►

//! Story workflow stages and the transition rule between them.

use super::{InvalidTransition, ParseWorkflowStatusError};
use serde::{Deserialize, Serialize};
use std::fmt;

/// Workflow stage shared by stories and epics.
#[derive(Debug, Clone, Copy, PartialEq, Eq, Hash, Serialize, Deserialize)]
#[serde(rename_all = "snake_case")]
pub enum WorkflowStatus {
    /// Captured but not yet planned.
    Backlog,
    /// Planned and ready to be picked up.
    Todo,
    /// Being worked on.
    InProgress,
    /// Awaiting review.
    InReview,
    /// Finished.
    Done,
}

/// Workflow stages in their fixed order.
pub const WORKFLOW_ORDER: [WorkflowStatus; 5] = [
    WorkflowStatus::Backlog,
    WorkflowStatus::Todo,
    WorkflowStatus::InProgress,
    WorkflowStatus::InReview,
    WorkflowStatus::Done,
];

impl WorkflowStatus {
    /// Returns the position of this stage in [`WORKFLOW_ORDER`].
    #[must_use]
    pub const fn index(self) -> usize {
        match self {
            Self::Backlog => 0,
            Self::Todo => 1,
            Self::InProgress => 2,
            Self::InReview => 3,
            Self::Done => 4,
        }
    }

    /// Returns whether a story in this stage keeps its sprint open.
    #[must_use]
    pub const fn is_open(self) -> bool {
        matches!(self, Self::InProgress | Self::InReview)
    }

    /// Returns the canonical storage representation.
    #[must_use]
    pub const fn as_str(self) -> &'static str {
        match self {
            Self::Backlog => "backlog",
            Self::Todo => "todo",
            Self::InProgress => "in_progress",
            Self::InReview => "in_review",
            Self::Done => "done",
        }
    }
}

impl fmt::Display for WorkflowStatus {
    fn fmt(&self, f: &mut fmt::Formatter<'_>) -> fmt::Result {
        f.write_str(self.as_str())
    }
}

impl TryFrom<&str> for WorkflowStatus {
    type Error = ParseWorkflowStatusError;

    fn try_from(value: &str) -> Result<Self, Self::Error> {
        let normalized = value.trim().to_ascii_lowercase();
        match normalized.as_str() {
            "backlog" => Ok(Self::Backlog),
            "todo" => Ok(Self::Todo),
            "in_progress" => Ok(Self::InProgress),
            "in_review" => Ok(Self::InReview),
            "done" => Ok(Self::Done),
            _ => Err(ParseWorkflowStatusError(value.to_owned())),
        }
    }
}

/// Checks that moving a story from `current` to `proposed` skips no stage.
///
/// Staying in place and advancing by exactly one stage are accepted. Moving
/// back to an earlier stage is not rejected either; only forward skips are.
///
/// # Errors
///
/// Returns [`InvalidTransition`] when `proposed` lies more than one stage
/// ahead of `current`.
pub const fn validate_transition(
    current: WorkflowStatus,
    proposed: WorkflowStatus,
) -> Result<(), InvalidTransition> {
    if proposed.index() > current.index() + 1 {
        return Err(InvalidTransition {
            from: current,
            to: proposed,
        });
    }
    Ok(())
}
//! Diesel row models for tracker persistence.

use super::schema::{comments, documents, epics, projects, sprint_memberships, sprints, stories};
use chrono::{DateTime, Utc};
use diesel::prelude::*;
use uuid::Uuid;

/// Row of the `projects` table.
#[derive(Debug, Clone, Queryable, Selectable, Insertable)]
#[diesel(table_name = projects)]
#[diesel(check_for_backend(diesel::pg::Pg))]
pub struct ProjectRow {
    pub id: Uuid,
    pub name: String,
    pub created_at: DateTime<Utc>,
}

/// Row of the `epics` table.
#[derive(Debug, Clone, Queryable, Selectable, Insertable)]
#[diesel(table_name = epics)]
#[diesel(check_for_backend(diesel::pg::Pg))]
pub struct EpicRow {
    pub id: Uuid,
    pub project_id: Uuid,
    pub title: String,
    pub status: String,
    pub created_at: DateTime<Utc>,
    pub updated_at: DateTime<Utc>,
}

/// Row of the `stories` table.
#[derive(Debug, Clone, Queryable, Selectable, Insertable)]
#[diesel(table_name = stories)]
#[diesel(check_for_backend(diesel::pg::Pg))]
pub struct StoryRow {
    pub id: Uuid,
    pub epic_id: Uuid,
    pub title: String,
    pub description: String,
    pub points: i16,
    pub priority: String,
    pub status: String,
    pub assignee: Option<String>,
    pub created_at: DateTime<Utc>,
    pub updated_at: DateTime<Utc>,
}

/// Row of the `sprints` table.
#[derive(Debug, Clone, Queryable, Selectable, Insertable)]
#[diesel(table_name = sprints)]
#[diesel(check_for_backend(diesel::pg::Pg))]
pub struct SprintRow {
    pub id: Uuid,
    pub project_id: Uuid,
    pub name: String,
    pub status: String,
    pub created_at: DateTime<Utc>,
    pub updated_at: DateTime<Utc>,
}

/// Row of the `sprint_memberships` table.
#[derive(Debug, Clone, Copy, Queryable, Selectable, Insertable)]
#[diesel(table_name = sprint_memberships)]
#[diesel(check_for_backend(diesel::pg::Pg))]
pub struct MembershipRow {
    pub story_id: Uuid,
    pub sprint_id: Uuid,
    pub added_at: DateTime<Utc>,
}

/// Row of the `comments` table.
#[derive(Debug, Clone, Queryable, Selectable, Insertable)]
#[diesel(table_name = comments)]
#[diesel(check_for_backend(diesel::pg::Pg))]
pub struct CommentRow {
    pub id: Uuid,
    pub story_id: Option<Uuid>,
    pub epic_id: Option<Uuid>,
    pub text: String,
    pub author: Option<String>,
    pub created_at: DateTime<Utc>,
}

/// Row of the `documents` table.
#[derive(Debug, Clone, Queryable, Selectable, Insertable)]
#[diesel(table_name = documents)]
#[diesel(check_for_backend(diesel::pg::Pg))]
pub struct DocumentRow {
    pub id: Uuid,
    pub project_id: Uuid,
    pub kind: String,
    pub content: String,
    pub created_at: DateTime<Utc>,
    pub updated_at: DateTime<Utc>,
}
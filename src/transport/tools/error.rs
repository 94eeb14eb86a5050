//! Tagged errors returned to tool callers.

use crate::tracker::services::{ErrorKind, TrackerServiceError};
use serde::Serialize;
use thiserror::Error;
use tracing::error;

/// Machine-readable error tag of a failed tool call.
#[derive(Debug, Clone, Copy, PartialEq, Eq, Serialize)]
#[serde(rename_all = "snake_case")]
pub enum ToolErrorKind {
    /// A referenced entity does not exist.
    NotFound,
    /// A business rule rejected the call, or it collided with another write.
    Conflict,
    /// A story status change skips a workflow stage.
    InvalidTransition,
    /// Arguments are missing, malformed or out of range.
    InvalidArgument,
    /// No tool has the requested name.
    UnknownTool,
    /// Any other failure.
    Internal,
}

/// Failure of a tool call, serialized as `{"kind": ..., "message": ...}`.
#[derive(Debug, Clone, PartialEq, Eq, Serialize, Error)]
#[error("{kind:?}: {message}")]
pub struct ToolError {
    kind: ToolErrorKind,
    message: String,
}

impl ToolError {
    /// Creates a tool error.
    #[must_use]
    pub fn new(kind: ToolErrorKind, message: impl Into<String>) -> Self {
        Self {
            kind,
            message: message.into(),
        }
    }

    /// Rejects malformed arguments.
    #[must_use]
    pub fn invalid_argument(message: impl Into<String>) -> Self {
        Self::new(ToolErrorKind::InvalidArgument, message)
    }

    /// Rejects an unknown tool name.
    #[must_use]
    pub fn unknown_tool(name: &str) -> Self {
        Self::new(ToolErrorKind::UnknownTool, format!("unknown tool: {name}"))
    }

    /// Returns the error tag.
    #[must_use]
    pub const fn kind(&self) -> ToolErrorKind {
        self.kind
    }

    /// Returns the human-readable message.
    #[must_use]
    pub fn message(&self) -> &str {
        &self.message
    }
}

impl From<TrackerServiceError> for ToolError {
    fn from(err: TrackerServiceError) -> Self {
        match err.kind() {
            ErrorKind::NotFound => Self::new(ToolErrorKind::NotFound, err.to_string()),
            ErrorKind::Conflict => Self::new(ToolErrorKind::Conflict, err.to_string()),
            ErrorKind::InvalidTransition => {
                Self::new(ToolErrorKind::InvalidTransition, err.to_string())
            }
            ErrorKind::Validation => Self::invalid_argument(err.to_string()),
            ErrorKind::Contention => Self::new(
                ToolErrorKind::Conflict,
                "concurrent update detected, retry the call",
            ),
            ErrorKind::Internal => {
                error!(error = %err, "tool call failed");
                Self::new(ToolErrorKind::Internal, "internal error")
            }
        }
    }
}
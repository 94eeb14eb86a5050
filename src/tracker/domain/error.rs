//! Error types for tracker domain validation and parsing.

use super::{SprintId, WorkflowStatus};
use thiserror::Error;

/// Errors returned while constructing tracker domain values.
#[derive(Debug, Clone, Error, PartialEq, Eq)]
pub enum TrackerDomainError {
    /// A text field is shorter or longer than its allowed range.
    #[error("{field} must be between {min} and {max} characters, got {actual}")]
    TextLength {
        /// Name of the offending field.
        field: &'static str,
        /// Minimum accepted length in characters.
        min: usize,
        /// Maximum accepted length in characters.
        max: usize,
        /// Observed length in characters.
        actual: usize,
    },

    /// Story points outside the accepted estimation scale.
    #[error("invalid story points {0}, expected one of 0, 1, 2, 3, 5, 8, 13")]
    InvalidStoryPoints(u8),

    /// Document content is empty after trimming.
    #[error("document content must not be empty")]
    EmptyDocumentContent,
}

/// A story status change that skips at least one workflow stage.
#[derive(Debug, Clone, Copy, Error, PartialEq, Eq)]
#[error("invalid status transition from {from} to {to} (workflow step cannot be skipped)")]
pub struct InvalidTransition {
    /// Status the story currently has.
    pub from: WorkflowStatus,
    /// Status that was requested.
    pub to: WorkflowStatus,
}

/// Sprint lifecycle moves rejected by the sprint aggregate.
#[derive(Debug, Clone, Copy, Error, PartialEq, Eq)]
pub enum SprintTransitionError {
    /// The sprint has already been started.
    #[error("sprint {0} is already active")]
    AlreadyActive(SprintId),

    /// Closed sprints are terminal.
    #[error("cannot start a closed sprint ({0})")]
    Closed(SprintId),
}

/// Error returned while parsing workflow statuses.
#[derive(Debug, Clone, Error, PartialEq, Eq)]
#[error("unknown workflow status: {0}")]
pub struct ParseWorkflowStatusError(pub String);

/// Error returned while parsing story priorities.
#[derive(Debug, Clone, Error, PartialEq, Eq)]
#[error("unknown priority: {0}")]
pub struct ParsePriorityError(pub String);

/// Error returned while parsing sprint statuses.
#[derive(Debug, Clone, Error, PartialEq, Eq)]
#[error("unknown sprint status: {0}")]
pub struct ParseSprintStatusError(pub String);

/// Error returned while parsing document kinds.
#[derive(Debug, Clone, Error, PartialEq, Eq)]
#[error("unknown document type: {0}")]
pub struct ParseDocumentKindError(pub String);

◄

Which lines of the listing contain the string "Internal"? Copy each of them.

Written response
    Internal,
            ErrorKind::Internal => {
                Self::new(ToolErrorKind::Internal, "internal error")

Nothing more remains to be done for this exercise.